Wirtschaftsuniversität Wien klagte die Republik  

erstellt am
29. 11. 11

Presseaussendung der Schlichtungskommission gemäß § 13a Universitätsgesetz 2002 beim BMWF
Wien (bmf) - Die Schlichtungskommission hat mit Bescheid vom 2. November 2011 (schriftlich ausgefertigt am 25. November 2011) die Leistungsvereinbarung zwischen dem Bundesministerium für Wissenschaft und Forschung (idF BMWF) und der Wirtschaftsuniversität Wien (idF WU) für 2010 bis 2012 wegen gravierender Veränderung der zugrundeliegenden Rahmenbedingungen dahin abgeändert, dass das Grundbudget von 185,349.000 Euro auf 191,349.000 Euro erhöht wird. Der Erhöhungsbetrag von 6,000.000 Euro ist bis 31. Dezember 2011 an die WU zu zahlen.

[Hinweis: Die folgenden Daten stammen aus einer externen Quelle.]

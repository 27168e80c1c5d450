//! The face compositor: crop rectangle → tone-filtered, soft-masked texture.
//!
//! One pass per recompute: the persistent output buffer is cleared, the
//! crop rectangle is bilinearly resampled into it with the tone color
//! matrix applied per texel, and a radial alpha mask fades the square into
//! a soft circular face cutout.

use rayon::prelude::*;
use tracing::debug;

use chibiface_core::{CropRect, ToneFilter};

use crate::buffer::PixelBuffer;
use crate::error::RenderError;

/// Output texture side length in texels.
pub const FACE_TEXTURE_SIZE: u32 = 512;

/// Radial mask: fully opaque inside this fraction of the canvas size.
const MASK_INNER: f64 = 0.35;
/// Radial mask: fully transparent beyond this fraction of the canvas size.
const MASK_OUTER: f64 = 0.52;
/// Mid gradient stop: at 70% of the inner→outer span alpha is still 90%.
const MASK_MID_POS: f32 = 0.7;
const MASK_MID_ALPHA: f32 = 0.9;

/// Renders the cropped, tone-adjusted face region into a persistent square
/// texture. The same buffer is reused on every call and fully overwritten,
/// so no state accumulates across recomputes.
pub struct FaceCompositor {
    buffer: PixelBuffer,
}

impl FaceCompositor {
    pub fn new() -> Self {
        Self {
            buffer: PixelBuffer::new(FACE_TEXTURE_SIZE, FACE_TEXTURE_SIZE),
        }
    }

    /// A compositor with a non-default texture size (tests, thumbnails).
    pub fn with_size(size: u32) -> crate::Result<Self> {
        if size == 0 {
            return Err(RenderError::InvalidDimensions {
                width: size,
                height: size,
            });
        }
        Ok(Self {
            buffer: PixelBuffer::new(size, size),
        })
    }

    pub fn size(&self) -> u32 {
        self.buffer.width
    }

    /// The current face texture (valid after the first [`compose`](Self::compose)).
    pub fn buffer(&self) -> &PixelBuffer {
        &self.buffer
    }

    /// Rebuild the face texture from scratch.
    ///
    /// Resamples `rect` out of `source` (bilinear, texel centres aligned),
    /// applies the tone matrix in the same pass, then multiplies alpha by
    /// the radial mask. Color channels are untouched by the mask, matching
    /// `destination-in` compositing.
    pub fn compose(
        &mut self,
        source: &PixelBuffer,
        rect: CropRect,
        tone: ToneFilter,
    ) -> crate::Result<()> {
        if source.width == 0 || source.height == 0 {
            return Err(RenderError::InvalidDimensions {
                width: source.width,
                height: source.height,
            });
        }

        self.buffer.clear();

        let size = self.buffer.width;
        let sizef = size as f64;
        let step = rect.size / sizef;
        let matrix = tone.color_matrix();

        let half = sizef * 0.5;
        let r_inner = (sizef * MASK_INNER) as f32;
        let r_outer = (sizef * MASK_OUTER) as f32;

        self.buffer
            .pixels
            .par_chunks_mut(size as usize * 4)
            .enumerate()
            .for_each(|(y, row)| {
                let dy = (y as f64 + 0.5) - half;
                // Source y for this output row (texel-centre aligned).
                let sy = rect.y + (y as f64 + 0.5) * step - 0.5;
                for (x, texel) in row.chunks_exact_mut(4).enumerate() {
                    let sx = rect.x + (x as f64 + 0.5) * step - 0.5;
                    let [r, g, b, a] = source.sample_bilinear(sx, sy);
                    let rgb = matrix.apply([r / 255.0, g / 255.0, b / 255.0]);

                    let dx = (x as f64 + 0.5) - half;
                    let dist = ((dx * dx + dy * dy) as f32).sqrt();
                    let alpha = a / 255.0 * mask_alpha(dist, r_inner, r_outer);

                    texel[0] = (rgb[0] * 255.0).round() as u8;
                    texel[1] = (rgb[1] * 255.0).round() as u8;
                    texel[2] = (rgb[2] * 255.0).round() as u8;
                    texel[3] = (alpha.clamp(0.0, 1.0) * 255.0).round() as u8;
                }
            });

        debug!(
            crop_x = rect.x,
            crop_y = rect.y,
            crop_size = rect.size,
            "Composed face texture"
        );
        Ok(())
    }
}

impl Default for FaceCompositor {
    fn default() -> Self {
        Self::new()
    }
}

/// Radial mask weight at `dist` pixels from the canvas centre.
///
/// 1.0 inside `r_inner`, 0.0 beyond `r_outer`, piecewise linear between:
/// still 90% at 70% of the span (the gradient's middle stop).
fn mask_alpha(dist: f32, r_inner: f32, r_outer: f32) -> f32 {
    if dist <= r_inner {
        return 1.0;
    }
    if dist >= r_outer {
        return 0.0;
    }
    let t = (dist - r_inner) / (r_outer - r_inner);
    if t <= MASK_MID_POS {
        1.0 - (t / MASK_MID_POS) * (1.0 - MASK_MID_ALPHA)
    } else {
        MASK_MID_ALPHA * (1.0 - (t - MASK_MID_POS) / (1.0 - MASK_MID_POS))
    }
}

Die gravierende Veränderung der Rahmenbedingungen liegt in der Nichterlassung einer VO nach § 124b Abs 6 UG, mit der der Zugang zu den Bachelorstudien an der WU hätte beschränkt werden sollen. Wäre die VO erlassen worden, hätte die Zahl der Studienanfänger und Studienanfängerinnen auf 3.710 beschränkt werden können, während in den letzten drei Studienjahren durchschnittlich 6.000 Personen ein Bachelorstudium an der WU begonnen haben. Die WU hat eine Erhöhung des Grundbudgets um die für den notwendigen Ausbau der WU und die Abgeltung entstandener Nachteile erforderlichen Mittel beantragt.

Bei der Festsetzung des Erhöhungsbetrags war maßgebend, dass sich eine durch Bescheid erlassene oder abgeänderte Leistungsvereinbarung im Rahmen der Bestimmungen des Universitätsgesetzes 2002 zu halten hat, die wechselseitigen Interessen abzuwägen sind und der bisherige Verhandlungsstand zugrunde zu legen ist.

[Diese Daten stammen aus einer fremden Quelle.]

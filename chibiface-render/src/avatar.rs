//! The chibi avatar rig: analytic body parts, material slots, and the idle
//! animation pose.

use chibiface_core::Rgb;

use crate::extract::FacePalette;
use crate::math::Vec3;

/// Named material slots recolored in place on every palette update.
///
/// The set is persistent: palette changes mutate the colors, they never
/// allocate a new set.
#[derive(Debug, Clone, Copy, PartialEq)]
pub struct MaterialSet {
    pub head_base: Rgb,
    pub body: Rgb,
    pub limb: Rgb,
    pub accent: Rgb,
}

impl MaterialSet {
    /// Overwrite the slot colors from an extracted palette.
    pub fn apply_palette(&mut self, palette: &FacePalette) {
        self.head_base = palette.skin;
        self.body = palette.cloth;
        self.limb = palette.cloth.lerp(palette.skin, 0.25);
        self.accent = palette.accent;
    }

    #[inline]
    pub fn color(&self, slot: Slot) -> Rgb {
        match slot {
            Slot::HeadBase => self.head_base,
            Slot::Body => self.body,
            Slot::Limb => self.limb,
            Slot::Accent => self.accent,
        }
    }
}

impl Default for MaterialSet {
    fn default() -> Self {
        let mut set = Self {
            head_base: Rgb::new(0.0, 0.0, 0.0),
            body: Rgb::new(0.0, 0.0, 0.0),
            limb: Rgb::new(0.0, 0.0, 0.0),
            accent: Rgb::new(0.0, 0.0, 0.0),
        };
        set.apply_palette(&FacePalette::default());
        set
    }
}

/// Which material slot shades a part.
#[derive(Debug, Clone, Copy, PartialEq, Eq)]
pub enum Slot {
    HeadBase,
    Body,
    Limb,
    Accent,
}

/// An analytic body part, intersected per pixel by the scene renderer.
#[derive(Debug, Clone, Copy)]
pub enum Part {
    Sphere {
        center: Vec3,
        radius: f32,
        slot: Slot,
    },
    /// Capsule between two endpoints (arms and legs).
    Capsule {
        a: Vec3,
        b: Vec3,
        radius: f32,
        slot: Slot,
    },
    /// Axis-aligned ellipsoid (shoes).
    Ellipsoid {
        center: Vec3,
        radii: Vec3,
        slot: Slot,
    },
    /// Torus lying in the XZ plane (collar).
    Torus {
        center: Vec3,
        major: f32,
        minor: f32,
        slot: Slot,
    },
}

/// Head placement for the current frame; the renderer maps the face
/// texture onto the front of this sphere.
#[derive(Debug, Clone, Copy)]
pub struct HeadPose {
    pub center: Vec3,
    pub radius: f32,
    /// Face direction sway around +z, radians.
    pub yaw: f32,
}

/// The rig posed for one animation frame.
#[derive(Debug, Clone)]
pub struct AvatarFrame {
    pub parts: Vec<Part>,
    pub head: HeadPose,
}

const BODY_RADIUS: f32 = 0.6;
const HEAD_RADIUS: f32 = 0.6;
const LIMB_RADIUS: f32 = 0.12;
const LIMB_HALF_LEN: f32 = 0.06;

/// Build the rig posed at elapsed time `t` (seconds).
///
/// Idle cycle: whole-body bob, independent head bob and sway, opposed arm
/// and leg swings.
pub fn pose_at(t: f32) -> AvatarFrame {
    let bob = (t * 2.0).sin() * 0.02;
    let head_y = 1.3 + (t * 2.2).sin() * 0.03 + bob;
    let head_yaw = (t * 0.8).sin() * 0.08;

    let mut parts = Vec::with_capacity(9);

    // Round torso.
    parts.push(Part::Sphere {
        center: Vec3::new(0.0, 0.55 + bob, 0.0),
        radius: BODY_RADIUS,
        slot: Slot::Body,
    });

    // Head base; the textured face patch is handled by the renderer.
    parts.push(Part::Sphere {
        center: Vec3::new(0.0, head_y, 0.0),
        radius: HEAD_RADIUS,
        slot: Slot::HeadBase,
    });

    // Collar ring at the neck seam.
    parts.push(Part::Torus {
        center: Vec3::new(0.0, 0.98 + bob, 0.0),
        major: 0.48,
        minor: 0.05,
        slot: Slot::Accent,
    });

    // Arms: tilted capsules swinging in opposition.
    let arm_angle = std::f32::consts::PI / 2.6 + (t * 2.4).sin() * 0.25;
    parts.push(limb_capsule(
        Vec3::new(-0.55, 0.92 + bob, 0.1),
        tilt_z(arm_angle),
    ));
    parts.push(limb_capsule(
        Vec3::new(0.55, 0.92 + bob, 0.1),
        tilt_z(-arm_angle),
    ));

    // Legs: slight forward/back swing.
    let leg_angle = (t * 2.0).sin() * 0.12;
    parts.push(limb_capsule(
        Vec3::new(-0.18, 0.16 + bob, 0.06),
        tilt_x(leg_angle),
    ));
    parts.push(limb_capsule(
        Vec3::new(0.18, 0.16 + bob, 0.06),
        tilt_x(-leg_angle),
    ));

    // Shoes: flattened, forward-stretched ellipsoids.
    for side in [-1.0f32, 1.0] {
        parts.push(Part::Ellipsoid {
            center: Vec3::new(0.18 * side, 0.02 + bob, 0.16),
            radii: Vec3::new(0.192, 0.096, 0.16),
            slot: Slot::Accent,
        });
    }

    AvatarFrame {
        parts,
        head: HeadPose {
            center: Vec3::new(0.0, head_y, 0.0),
            radius: HEAD_RADIUS,
            yaw: head_yaw,
        },
    }
}

fn limb_capsule(center: Vec3, axis: Vec3) -> Part {
    Part::Capsule {
        a: center + axis * LIMB_HALF_LEN,
        b: center - axis * LIMB_HALF_LEN,
        radius: LIMB_RADIUS,
        slot: Slot::Limb,
    }
}

/// Unit +y axis tilted by `angle` around z.
fn tilt_z(angle: f32) -> Vec3 {
    Vec3::new(-angle.sin(), angle.cos(), 0.0)
}

/// Unit +y axis tilted by `angle` around x.
fn tilt_x(angle: f32) -> Vec3 {
    Vec3::new(0.0, angle.cos(), angle.sin())
}

#[cfg(test)]
mod tests {
    use super::*;
    use crate::extract::{BASELINE_CLOTH, BASELINE_SKIN};

    #[test]
    fn rig_has_all_parts() {
        let frame = pose_at(0.0);
        // Body, head, collar, 2 arms, 2 legs, 2 shoes.
        assert_eq!(frame.parts.len(), 9);
    }

    #[test]
    fn head_bob_stays_in_range() {
        for i in 0..100 {
            let t = i as f32 * 0.13;
            let frame = pose_at(t);
            let y = frame.head.center.y;
            assert!((1.25..=1.35).contains(&y), "head y out of range: {y}");
            assert!(frame.head.yaw.abs() <= 0.08 + 1e-6);
        }
    }

    #[test]
    fn limbs_keep_length() {
        let frame = pose_at(1.7);
        for part in &frame.parts {
            if let Part::Capsule { a, b, .. } = part {
                let len = (*a - *b).length();
                assert!((len - 2.0 * LIMB_HALF_LEN).abs() < 1e-5);
            }
        }
    }

    #[test]
    fn default_materials_match_baselines() {
        let m = MaterialSet::default();
        assert_eq!(m.head_base, BASELINE_SKIN);
        assert_eq!(m.body, BASELINE_CLOTH);
        assert_eq!(m.limb, BASELINE_CLOTH.lerp(BASELINE_SKIN, 0.25));
    }

    #[test]
    fn apply_palette_mutates_in_place() {
        let mut m = MaterialSet::default();
        let p = FacePalette {
            skin: Rgb::new(1.0, 0.0, 0.0),
            cloth: Rgb::new(0.0, 1.0, 0.0),
            accent: Rgb::new(0.0, 0.0, 1.0),
            shadow: Rgb::new(0.0, 0.0, 0.0),
        };
        m.apply_palette(&p);
        assert_eq!(m.head_base, p.skin);
        assert_eq!(m.body, p.cloth);
        assert_eq!(m.accent, p.accent);
        assert_eq!(m.limb, p.cloth.lerp(p.skin, 0.25));
    }
}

Gegeneinander abgewogen wurden das Interesse der WU, trotz fehlender Zugangsregelung durch intensive Betreuung am Beginn des Studiums sicherzustellen, dass die Studierenden möglichst früh erkennen, ob sie das für sie richtige Studium gewählt haben, und das Interesse des BMWF, jeder Universität die ihren Leistungen und Bedürfnissen angemessenen Mittel zur Verfügung zu stellen und nicht für eine Universität auf Kosten aller anderen Universitäten optimale Bedingungen zu schaffen. Das BMWF kann auch nicht mehr verteilen, als es für diese Zwecke hat; auch eine Anpassung der Leistungsvereinbarung muss daher ihre Grenzen in dem für die laufende Leistungsvereinbarungsperiode noch dafür zur Verfügung stehenden Betrag von rund 10,000.000 Euro finden.

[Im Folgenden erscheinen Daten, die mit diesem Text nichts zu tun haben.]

use crate::crop::FocusPoint;
use crate::error::CoreError;

/// Fraction of the preview canvas the fitted image may occupy.
const FIT_MARGIN: f64 = 0.9;

/// The affine mapping (uniform scale + offset) from source-image pixel
/// space to preview-canvas pixel space.
///
/// Recomputed on every preview redraw; its only consumer beyond drawing is
/// the inverse mapping that turns a click back into a normalized focus
/// point.
#[derive(Debug, Clone, Copy, PartialEq)]
pub struct PreviewTransform {
    pub offset_x: f64,
    pub offset_y: f64,
    pub scale: f64,
}

impl PreviewTransform {
    /// Fit an image into a canvas with a 90% margin, centred, aspect
    /// preserved.
    pub fn fit(
        image_w: u32,
        image_h: u32,
        canvas_w: f64,
        canvas_h: f64,
    ) -> crate::Result<Self> {
        if image_w == 0 || image_h == 0 {
            return Err(CoreError::InvalidDimensions {
                width: image_w,
                height: image_h,
            });
        }
        let iw = image_w as f64;
        let ih = image_h as f64;
        let scale = (canvas_w / iw).min(canvas_h / ih) * FIT_MARGIN;
        Ok(Self {
            offset_x: (canvas_w - iw * scale) * 0.5,
            offset_y: (canvas_h - ih * scale) * 0.5,
            scale,
        })
    }

    /// Map a source-image point to preview-canvas coordinates.
    #[inline]
    pub fn image_to_canvas(&self, ix: f64, iy: f64) -> (f64, f64) {
        (
            self.offset_x + ix * self.scale,
            self.offset_y + iy * self.scale,
        )
    }

    /// Map a preview-canvas point back to source-image coordinates.
    #[inline]
    pub fn canvas_to_image(&self, px: f64, py: f64) -> (f64, f64) {
        (
            (px - self.offset_x) / self.scale,
            (py - self.offset_y) / self.scale,
        )
    }

    /// Invert a click into a normalized focus point, clamped to `[0, 1]`.
    pub fn click_to_focus(&self, px: f64, py: f64, image_w: u32, image_h: u32) -> FocusPoint {
        let (ix, iy) = self.canvas_to_image(px, py);
        FocusPoint::new(ix / image_w as f64, iy / image_h as f64)
    }
}

#[cfg(test)]
mod tests {
    use super::*;

    const EPSILON: f64 = 1e-9;

    #[test]
    fn fit_is_centred_with_margin() {
        let t = PreviewTransform::fit(100, 100, 400.0, 400.0).unwrap();
        assert!((t.scale - 3.6).abs() < EPSILON); // 400/100 * 0.9
        assert!((t.offset_x - 20.0).abs() < EPSILON);
        assert!((t.offset_y - 20.0).abs() < EPSILON);
    }

    #[test]
    fn fit_preserves_aspect() {
        // Wide image in a square canvas: width-limited scale.
        let t = PreviewTransform::fit(200, 100, 400.0, 400.0).unwrap();
        assert!((t.scale - 1.8).abs() < EPSILON);
        // Vertically centred.
        assert!((t.offset_y - (400.0 - 100.0 * 1.8) * 0.5).abs() < EPSILON);
    }

    #[test]
    fn click_round_trip() {
        let t = PreviewTransform::fit(640, 480, 500.0, 400.0).unwrap();
        for &(ix, iy) in &[(0.0, 0.0), (320.0, 240.0), (639.0, 479.0), (17.3, 401.9)] {
            let (px, py) = t.image_to_canvas(ix, iy);
            let (bx, by) = t.canvas_to_image(px, py);
            assert!((bx - ix).abs() < EPSILON);
            assert!((by - iy).abs() < EPSILON);
        }
    }

    #[test]
    fn click_to_focus_clamps_outside_image() {
        let t = PreviewTransform::fit(100, 100, 400.0, 400.0).unwrap();
        // Click in the canvas margin, left of the drawn image.
        let f = t.click_to_focus(0.0, 200.0, 100, 100);
        assert_eq!(f.x, 0.0);
        assert!(f.y > 0.0 && f.y < 1.0);
    }

    #[test]
    fn click_at_image_centre_focuses_centre() {
        let t = PreviewTransform::fit(640, 480, 500.0, 400.0).unwrap();
        let (px, py) = t.image_to_canvas(320.0, 240.0);
        let f = t.click_to_focus(px, py, 640, 480);
        assert!((f.x - 0.5).abs() < EPSILON);
        assert!((f.y - 0.5).abs() < EPSILON);
    }

    #[test]
    fn zero_image_rejected() {
        assert!(PreviewTransform::fit(0, 100, 400.0, 400.0).is_err());
    }
}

Nach Scheitern der Bemühungen um eine Zugangsregelung hätten redliche und vernünftige Parteien einen Mehrbetrag vereinbaren müssen, der die mit Wirkung für diese Leistungsvereinbarungsperiode realistischer Weise zu tätigenden und auch budgetär zu bedeckenden höheren Aufwendungen deckt. Das wäre nicht der von der WU geforderte Betrag gewesen, weil sich die Parteien angesichts der budgetären Zwänge darauf nicht hätten einigen können.

Was angesichts der für Studierende ab dem Wintersemester 2011/2012 wirksam gewordenen Studieneingangs- und Orientierungsphase (idF STEOP) naheliegt, ist eine Verbesserung der Ressourcen für diesen Abschnitt. Die Schlichtungskommission hat in Analogie zu § 273 ZPO den für eine Verbesserung der Studienbedingungen in der STEOP angemessenen Betrag mit 4,000.000 Euro festgesetzt. Den für die Abgeltung von Mehraufwendungen und für den Ausgleich von Nachteilen angemessenen Betrag hat die Schlichtungskommission mit 2,000.000 Euro festgelegt.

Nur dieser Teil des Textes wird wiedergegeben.